Opened 9 years ago

Closed 9 years ago

#25352 closed Bug (needsinfo)

django.views.generic.dates.WeekArchiveView use of _date_from_string results on off-by-one weeks handling

Reported by: Didier Raboud Owned by: nobody
Component: Generic views Version: 1.8
Severity: Normal Keywords:
Cc: Triage Stage: Unreviewed
Has patch: no Needs documentation: no
Needs tests: no Patch needs improvement: no
Easy pickings: no UI/UX: no

Description

While trying to use WeekArchiveView to display objects in given weeks (and navigate within weeks), I've found that the data would be displayed off by one week, which makes it very confusing to use.

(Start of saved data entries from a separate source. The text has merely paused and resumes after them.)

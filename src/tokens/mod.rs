//! Token counting and the expanded-document budget.
//!
//! Counting has two paths. [`estimate_tokens`] is a fixed chars-per-token
//! ratio that costs nothing. [`count_tokens`] runs the cl100k BPE tokenizer,
//! which is exact but slow on large documents. [`TokenBudget::check`] only
//! pays for the exact count when the estimate lands close enough to the
//! maximum for the answer to be in doubt.
//!
//! # Usage
//!
//! ```rust
//! use mdimport::tokens::{BudgetStatus, TokenBudget};
//!
//! let budget = TokenBudget::new(50_000, 150_000);
//! let report = budget.check("Hello, world!").unwrap();
//! assert_eq!(report.status, BudgetStatus::WithinBudget);
//! assert!(!report.exact);
//! ```

use crate::constants::{
    CHARS_PER_TOKEN, DEFAULT_MAX_TOKENS, DEFAULT_WARN_TOKENS, EXACT_COUNT_LOWER_MARGIN,
    EXACT_COUNT_UPPER_MARGIN,
};
use crate::core::ImportError;
use std::sync::{Mutex, OnceLock};
use tiktoken_rs::{CoreBPE, cl100k_base};

/// The cached tokenizer, or `None` if it failed to load.
fn get_tokenizer() -> Option<&'static Mutex<CoreBPE>> {
    static TOKENIZER: OnceLock<Option<Mutex<CoreBPE>>> = OnceLock::new();
    TOKENIZER
        .get_or_init(|| match cl100k_base() {
            Ok(bpe) => Some(Mutex::new(bpe)),
            Err(e) => {
                tracing::warn!("Failed to load cl100k tokenizer, using estimates: {e}");
                None
            }
        })
        .as_ref()
}

/// Count tokens in content using cl100k encoding.
///
/// Falls back to [`estimate_tokens`] if the tokenizer cannot be loaded.
///
/// ```rust,no_run
/// use mdimport::tokens::count_tokens;
///
/// let tokens = count_tokens("Hello, world!");
/// assert!(tokens > 0);
/// ```
#[must_use]
pub fn count_tokens(content: &str) -> usize {
    get_tokenizer()
        .and_then(|bpe| bpe.lock().ok().map(|bpe| bpe.encode_ordinary(content).len()))
        .unwrap_or_else(|| estimate_tokens(content))
}

/// Cheap token estimate: characters divided by the chars-per-token ratio, rounded up.
#[must_use]
pub fn estimate_tokens(content: &str) -> usize {
    content.chars().count().div_ceil(CHARS_PER_TOKEN)
}

/// Format a token count for human-readable display.
///
/// ```rust
/// use mdimport::tokens::format_token_count;
///
/// assert_eq!(format_token_count(500), "500");
/// assert_eq!(format_token_count(1500), "1.5k");
/// assert_eq!(format_token_count(1500000), "1.5M");
/// ```
#[must_use]
pub fn format_token_count(count: usize) -> String {
    if count >= 1_000_000 {
        format!("{:.1}M", count as f64 / 1_000_000.0)
    } else if count >= 1_000 {
        format!("{:.1}k", count as f64 / 1_000.0)
    } else {
        count.to_string()
    }
}

/// Outcome of a budget check.
#[derive(Debug, Clone, Copy, PartialEq, Eq)]
pub enum BudgetStatus {
    /// At or under the warn threshold
    WithinBudget,
    /// Over the warn threshold, or over the max with the override set
    Warning,
}

/// Size of a checked document.
#[derive(Debug, Clone, Copy, PartialEq, Eq)]
pub struct BudgetReport {
    /// Estimated or exact token count
    pub tokens: usize,
    /// Whether `tokens` came from the tokenizer
    pub exact: bool,
    /// Outcome
    pub status: BudgetStatus,
}

/// Warn and max thresholds for a fully expanded document.
#[derive(Debug, Clone, Copy, PartialEq, Eq)]
pub struct TokenBudget {
    /// Tokens above which a warning is logged
    pub warn_threshold: usize,
    /// Tokens above which expansion fails
    pub max_threshold: usize,
    /// Log instead of failing past `max_threshold`
    pub allow_exceed: bool,
}

impl Default for TokenBudget {
    fn default() -> Self {
        Self::new(DEFAULT_WARN_TOKENS, DEFAULT_MAX_TOKENS)
    }
}

impl TokenBudget {
    /// Budget with the given thresholds and no override.
    #[must_use]
    pub const fn new(warn_threshold: usize, max_threshold: usize) -> Self {
        Self {
            warn_threshold,
            max_threshold,
            allow_exceed: false,
        }
    }

    /// Set whether exceeding the maximum is tolerated.
    #[must_use]
    pub const fn with_allow_exceed(mut self, allow_exceed: bool) -> Self {
        self.allow_exceed = allow_exceed;
        self
    }

    /// Check `text` against the budget using the cl100k tokenizer when needed.
    ///
    /// # Errors
    ///
    /// Returns [`ImportError::BudgetExceeded`] past `max_threshold` unless
    /// `allow_exceed` is set.
    pub fn check(&self, text: &str) -> Result<BudgetReport, ImportError> {
        self.check_with(text, count_tokens)
    }

    /// Check `text`, calling `exact` only when the estimate is within
    /// 80–120% of `max_threshold`.
    ///
    /// # Errors
    ///
    /// Returns [`ImportError::BudgetExceeded`] past `max_threshold` unless
    /// `allow_exceed` is set.
    pub fn check_with(
        &self,
        text: &str,
        exact: impl FnOnce(&str) -> usize,
    ) -> Result<BudgetReport, ImportError> {
        let estimate = estimate_tokens(text);
        let max = self.max_threshold as f64;
        let near_max = (estimate as f64) >= max * EXACT_COUNT_LOWER_MARGIN
            && (estimate as f64) <= max * EXACT_COUNT_UPPER_MARGIN;

        let (tokens, is_exact) = if near_max {
            (exact(text), true)
        } else {
            (estimate, false)
        };
        tracing::debug!(
            "Expanded document is {} tokens ({})",
            format_token_count(tokens),
            if is_exact { "exact" } else { "estimated" }
        );

        if tokens > self.max_threshold {
            if !self.allow_exceed {
                return Err(ImportError::BudgetExceeded {
                    tokens,
                    max: self.max_threshold,
                    exact: is_exact,
                });
            }
            tracing::warn!(
                "Expanded document is {} tokens, over the {} maximum (override in effect)",
                format_token_count(tokens),
                format_token_count(self.max_threshold)
            );
        } else if tokens > self.warn_threshold {
            tracing::warn!(
                "Expanded document is {} tokens, over the {} warning threshold",
                format_token_count(tokens),
                format_token_count(self.warn_threshold)
            );
        }

        let status = if tokens > self.warn_threshold {
            BudgetStatus::Warning
        } else {
            BudgetStatus::WithinBudget
        };
        Ok(BudgetReport {
            tokens,
            exact: is_exact,
            status,
        })
    }
}

#[cfg(test)]
mod tests {
    use super::*;
    use std::cell::Cell;

    #[test]
    fn test_count_tokens_empty() {
        assert_eq!(count_tokens(""), 0);
    }

    #[test]
    fn test_count_tokens_simple() {
        let count = count_tokens("Hello, world!");
        assert!(count > 0);
        assert!(count < 10);
    }

    #[test]
    fn test_estimate_tokens() {
        assert_eq!(estimate_tokens(""), 0);
        assert_eq!(estimate_tokens("abcd"), 1);
        assert_eq!(estimate_tokens("abcde"), 2);
    }

    #[test]
    fn test_format_token_count() {
        assert_eq!(format_token_count(999), "999");
        assert_eq!(format_token_count(12500), "12.5k");
        assert_eq!(format_token_count(10_000_000), "10.0M");
    }

    #[test]
    fn test_estimate_below_margin_skips_exact_count() {
        let calls = Cell::new(0);
        let budget = TokenBudget::new(10, 100);
        // 79 estimated tokens: below 80% of the maximum.
        let text = "x".repeat(79 * CHARS_PER_TOKEN);

        let report = budget
            .check_with(&text, |_| {
                calls.set(calls.get() + 1);
                0
            })
            .unwrap();

        assert_eq!(calls.get(), 0);
        assert_eq!(report.tokens, 79);
        assert!(!report.exact);
        assert_eq!(report.status, BudgetStatus::Warning);
    }

    #[test]
    fn test_estimate_near_max_uses_exact_count() {
        let budget = TokenBudget::new(10, 100);
        let text = "x".repeat(110 * CHARS_PER_TOKEN);

        let report = budget.check_with(&text, |_| 95).unwrap();
        assert!(report.exact);
        assert_eq!(report.tokens, 95);

        let err = budget.check_with(&text, |_| 105).unwrap_err();
        assert_eq!(
            err,
            ImportError::BudgetExceeded {
                tokens: 105,
                max: 100,
                exact: true
            }
        );
    }

    #[test]
    fn test_far_over_max_without_exact_count() {
        let budget = TokenBudget::new(10, 100);
        let text = "x".repeat(500 * CHARS_PER_TOKEN);

        let err = budget.check_with(&text, |_| unreachable!()).unwrap_err();
        assert!(matches!(err, ImportError::BudgetExceeded { exact: false, .. }));

        let report = budget.with_allow_exceed(true).check_with(&text, |_| unreachable!()).unwrap();
        assert_eq!(report.status, BudgetStatus::Warning);
    }

    #[test]
    fn test_within_budget() {
        let report = TokenBudget::default().check("short").unwrap();
        assert_eq!(report.status, BudgetStatus::WithinBudget);
    }
}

I think the problem start there:
https://github.com/django/django/blob/master/django/views/generic/dates.py#L551 :

        date = _date_from_string(year, self.get_year_format(),
                                 week_start, '%w',
                                 week, week_format)

        since = self._make_date_lookup_arg(date)
        until = self._make_date_lookup_arg(self._get_next_week(date))

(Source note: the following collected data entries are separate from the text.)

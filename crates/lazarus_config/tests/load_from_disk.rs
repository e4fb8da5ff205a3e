//! Integration tests for loading settings and levels from real files.

use lazarus_config::{ConfigLoadError, ConfigLoader, StartupSettings, TomlLevelLoader};
use std::path::PathBuf;
use std::time::Duration;

fn temp_config_path(stem: &str) -> PathBuf {
    let id = std::time::SystemTime::now()
        .duration_since(std::time::UNIX_EPOCH)
        .unwrap()
        .as_nanos();
    std::env::temp_dir().join(format!("test_lazarus_{stem}_{id}.toml"))
}

#[test]
fn test_settings_point_at_loadable_level() {
    let level_path = temp_config_path("level");
    std::fs::write(
        &level_path,
        "name = \"Cellar\"\n[map]\nwidth = 16\nheight = 12\ntile_size = 2.0\n",
    )
    .unwrap();

    let settings_path = temp_config_path("settings");
    std::fs::write(
        &settings_path,
        format!(
            "level = {:?}\nsurface_timeout_ms = 750\n[audio]\nmaster_volume = 0.5\n",
            level_path.display().to_string()
        ),
    )
    .unwrap();

    let settings = StartupSettings::load_or_default(Some(settings_path.as_path())).unwrap();
    assert_eq!(settings.surface_timeout(), Some(Duration::from_millis(750)));
    assert!((settings.audio.master_volume - 0.5).abs() < f32::EPSILON);

    let level = TomlLevelLoader.load(&settings.level).unwrap();
    assert_eq!(level.name, "Cellar");
    assert_eq!(level.tile_count(), 16 * 12);

    std::fs::remove_file(&level_path).ok();
    std::fs::remove_file(&settings_path).ok();
}

#[test]
fn test_malformed_level_reports_path() {
    let level_path = temp_config_path("broken");
    std::fs::write(&level_path, "name = \"Broken\"\n[map\nwidth = 3\n").unwrap();

    let err = TomlLevelLoader
        .load(level_path.to_str().unwrap())
        .unwrap_err();
    assert!(matches!(err, ConfigLoadError::Parse { .. }));
    assert!(err.to_string().contains(&level_path.display().to_string()));

    std::fs::remove_file(&level_path).ok();
}

#[test]
fn test_no_settings_file_uses_defaults() {
    let settings = StartupSettings::load_or_default(None).unwrap();
    assert_eq!(settings, StartupSettings::default());
}

#[test]
fn test_shipped_config_files_are_valid() {
    let root = PathBuf::from(env!("CARGO_MANIFEST_DIR")).join("../..");

    let settings = StartupSettings::load(root.join("config/lazarus.toml")).unwrap();
    let level_path = root.join(&settings.level);

    let level = TomlLevelLoader.load(level_path.to_str().unwrap()).unwrap();
    assert!(!level.name.is_empty());
}
//! # LAZARUS Launcher
//!
//! ```bash
//! # Defaults (level at config/level.toml, unbounded window wait)
//! ./lazarus
//!
//! # With a settings file
//! RUST_LOG=debug ./lazarus config/lazarus.toml
//! ```

use std::fmt::Display;
use std::path::PathBuf;
use std::process::ExitCode;

use lazarus::config::StartupSettings;
use lazarus::{run_game, UiThread};

const UI_THREAD_NAME: &str = "lazarus-ui";

fn main() -> ExitCode {
    lazarus::logging::init();
    tracing::info!(version = env!("CARGO_PKG_VERSION"), "LAZARUS starting");

    let settings_path = std::env::args_os().nth(1).map(PathBuf::from);
    let settings = match StartupSettings::load_or_default(settings_path.as_deref()) {
        Ok(settings) => settings,
        Err(err) => return abort(&err),
    };

    let ui = match UiThread::spawn(UI_THREAD_NAME) {
        Ok(ui) => ui,
        Err(err) => return abort(&err),
    };

    match run_game(&ui, &settings) {
        Ok(controller) => {
            tracing::info!(
                frames = controller.frames_run(),
                audio = ?controller.audio_exit(),
                "shutdown complete"
            );
            ui.shutdown();
            ExitCode::SUCCESS
        }
        Err(err) => {
            let code = abort(&err);
            // The UI thread may still be inside the task that timed out: close, don't join
            drop(ui);
            code
        }
    }
}

fn abort(err: &dyn Display) -> ExitCode {
    tracing::error!("startup aborted: {err}");
    ExitCode::FAILURE
}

date is then used as since, which should be the start of the current week, while _date_from_string outputs the day starting the next week (format in use being '%w').

>>> from django.utils import timezone
>>> now = timezone.datetime.now()
>>> now.strftime('%W')
'35'
>>> now.isocalendar()[1]
36
>>> from django.views.generic.dates import _date_from_string
>>> _date_from_string('2015', '%Y', '1', '%w', '35', '%W')
datetime.date(2015, 8, 31)

Actually, I'm not sure where the bug lays, but seeing .isocalendar()[1] differ from .strftime('%W') is certainly weird. So far, it seems to me to be the cause for my previous_week and next_week-based buttons to have off-by-one errors. Is there any reason for .strftime('%W') https://github.com/django/django/blob/master/django/utils/dateformat.py#L300 not to use .isocalendar() ?

What am I overlooking, or doing wrong?

Change History (2)

comment:1 by Tim Graham, 9 years ago

Could you check Django's test suite to see if this is covered there? Sometimes by trying to make the change you think needs to be made, you'll uncover a failing test that shows the reason why things the way they are. Also, if you could provide a failing test case for your report, that's very helpful in understanding it.

comment:2 by Tim Graham, 9 years ago

Resolution: needsinfo
Status: newclosed

Is the issue that weeks are 0-indexed? As noted in the Python docs, "All days in a new year preceding the first Sunday are considered to be in week 0."

Please reopen if you can provide more details like a sample project or a test case for Django's test suite. The current report is a bit abstract and it's difficult for me to understand what problem you're reporting. Thanks!